Uiteindelijk bevestigde de Raad van State de uitspraak van de rechtbank en verklaarde het hoger beroep ongegrond. De staatssecretaris was niet verplicht om proceskosten te vergoeden.

Uitspraak

202105925/1/V1.
Datum uitspraak: 14 december 2023
AFDELING
BESTUURSRECHTSPRAAK
Uitspraak met toepassing van artikel 8:54, eerste lid, van de Algemene wet bestuursrecht (hierna: de Awb) op het hoger beroep van:
[de vreemdeling], mede voor haar minderjarige kind,
appellante,
tegen de uitspraak van de rechtbank Den Haag, zittingsplaats Groningen, van 16 augustus 2021 in zaak nr. 20/2512 in het geding tussen:
de vreemdeling, mede voor haar minderjarige kind,
en
de staatssecretaris van Justitie en Veiligheid.
Procesverloop
Bij besluit van 12 november 2019 heeft de staatssecretaris een aanvraag van de vreemdeling om haar, mede voor haar minderjarige kind, een verblijfsvergunning regulier voor bepaalde tijd te verlenen, afgewezen.
Bij besluit van 20 maart 2020 heeft de staatssecretaris het daartegen door de vreemdeling, mede voor haar minderjarige kind, gemaakte bezwaar ongegrond verklaard.
Bij uitspraak van 16 augustus 2021 heeft de rechtbank het daartegen door de vreemdeling, mede voor haar minderjarige kind, ingestelde beroep ongegrond verklaard.

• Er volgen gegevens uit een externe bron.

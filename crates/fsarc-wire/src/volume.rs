//! Volume path derivation and the minimal attribute records volume
//! headers/footers carry.

use std::path::{Path, PathBuf};

use fsarc_attr::AttributeRecord;
use fsarc_dtyp::{Error, Section};

/// Dico key (within [`Section::StdAttr`]) carrying the volume footer's
/// `last_vol` flag, stored as a `u8` (0/1).
const KEY_LAST_VOL: u16 = 1;

/// Derives the path of volume `vol_num` from the archive's base path
/// (which must end in `.fsa`). Volume 0 is the base path unchanged; volume
/// N in 1..=99 appends a two-digit zero-padded suffix; volume N >= 100
/// appends the natural decimal.
pub fn volume_path(base: &Path, vol_num: u32) -> PathBuf {
    if vol_num == 0 {
        return base.to_path_buf();
    }
    let mut s = base.as_os_str().to_os_string();
    if vol_num < 100 {
        s.push(format!(".{vol_num:02}"));
    } else {
        s.push(format!(".{vol_num}"));
    }
    PathBuf::from(s)
}

/// Builds the (empty) attribute record for a volume header.
pub fn header_attrs() -> AttributeRecord {
    AttributeRecord::new()
}

/// Builds the attribute record for a volume footer.
pub fn footer_attrs(last_vol: bool) -> AttributeRecord {
    let mut attrs = AttributeRecord::new();
    attrs
        .add_u8(Section::StdAttr, KEY_LAST_VOL, last_vol as u8)
        .expect("fresh record has no duplicate keys");
    attrs
}

/// Reads back the `last_vol` flag from a parsed volume-footer record.
pub fn footer_is_last(attrs: &AttributeRecord) -> Result<bool, Error> {
    Ok(attrs.get_u8(Section::StdAttr, KEY_LAST_VOL)? != 0)
}

#[cfg(test)]
mod tests {
    use super::*;

    #[test]
    fn volume_zero_is_the_base_path() {
        assert_eq!(volume_path(Path::new("/tmp/a.fsa"), 0), Path::new("/tmp/a.fsa"));
    }

    #[test]
    fn low_numbered_volumes_are_zero_padded() {
        assert_eq!(volume_path(Path::new("/tmp/a.fsa"), 1), Path::new("/tmp/a.fsa.01"));
        assert_eq!(volume_path(Path::new("/tmp/a.fsa"), 99), Path::new("/tmp/a.fsa.99"));
    }

    #[test]
    fn high_numbered_volumes_use_natural_decimal() {
        assert_eq!(volume_path(Path::new("/tmp/a.fsa"), 100), Path::new("/tmp/a.fsa.100"));
        assert_eq!(volume_path(Path::new("/tmp/a.fsa"), 1234), Path::new("/tmp/a.fsa.1234"));
    }

    #[test]
    fn footer_flag_round_trips() {
        let attrs = footer_attrs(true);
        assert!(footer_is_last(&attrs).unwrap());
        let attrs = footer_attrs(false);
        assert!(!footer_is_last(&attrs).unwrap());
    }
}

Tegen deze uitspraak heeft de vreemdeling, mede voor haar minderjarige kind, vertegenwoordigd door mr. H. Tadema, advocaat te Deventer, hoger beroep ingesteld.
De staatssecretaris heeft op verzoek van de Afdeling een schriftelijke uiteenzetting gegeven en de vreemdeling heeft hierop gereageerd.
Overwegingen
Inleiding
1.       De vreemdeling heeft op 17 januari 2014 een aanvraag ingediend voor een verblijfsvergunning asiel. De staatssecretaris heeft deze aanvraag afgewezen. Dit besluit staat in rechte vast.
2.       De vreemdeling heeft, mede voor haar minderjarige zoon, op 22 februari 2019 een verblijfsvergunning regulier voor bepaalde tijd in het kader van het beleid voor langdurig verblijvende kinderen aangevraagd. De staatssecretaris heeft de zoon, geboren op 28 februari 2014, in deze procedure als hoofdpersoon aangemerkt. De staatssecretaris heeft de aanvraag afgewezen, omdat de vreemdeling en haar zoon geen machtiging tot voorlopig verblijf hebben en geen aanleiding bestaat hun vrijstelling te verlenen van het vereiste er wel een te hebben. Daarbij heeft hij in aanmerking genomen dat de zoon niet aan voorwaarde b van de Afsluitingsregeling voor langdurig verblijvende kinderen voldoet, omdat de zoon niet uiterlijk op de peildatum, 29 januari 2019, ten minste vijf jaar in Nederland heeft verbleven.
Ongeboren kind
3.       De vreemdeling klaagt in de eerste grief over het oordeel van de rechtbank dat de aanvraag niet voldoet aan voorwaarde b van de Afsluitingsregeling. Volgens de vreemdeling had de staatssecretaris op grond van artikel 1:2 van het Burgerlijk Wetboek (hierna: het BW) rekening moeten houden met de belangen van het ongeboren kind ten tijde van de asielaanvraag. Dat haar zoon ongeveer een maand na de asielaanvraag is geboren, staat volgens de vreemdeling daarom niet in de weg aan de toekenning van een verblijfsvergunning volgens de Afsluitingsregeling.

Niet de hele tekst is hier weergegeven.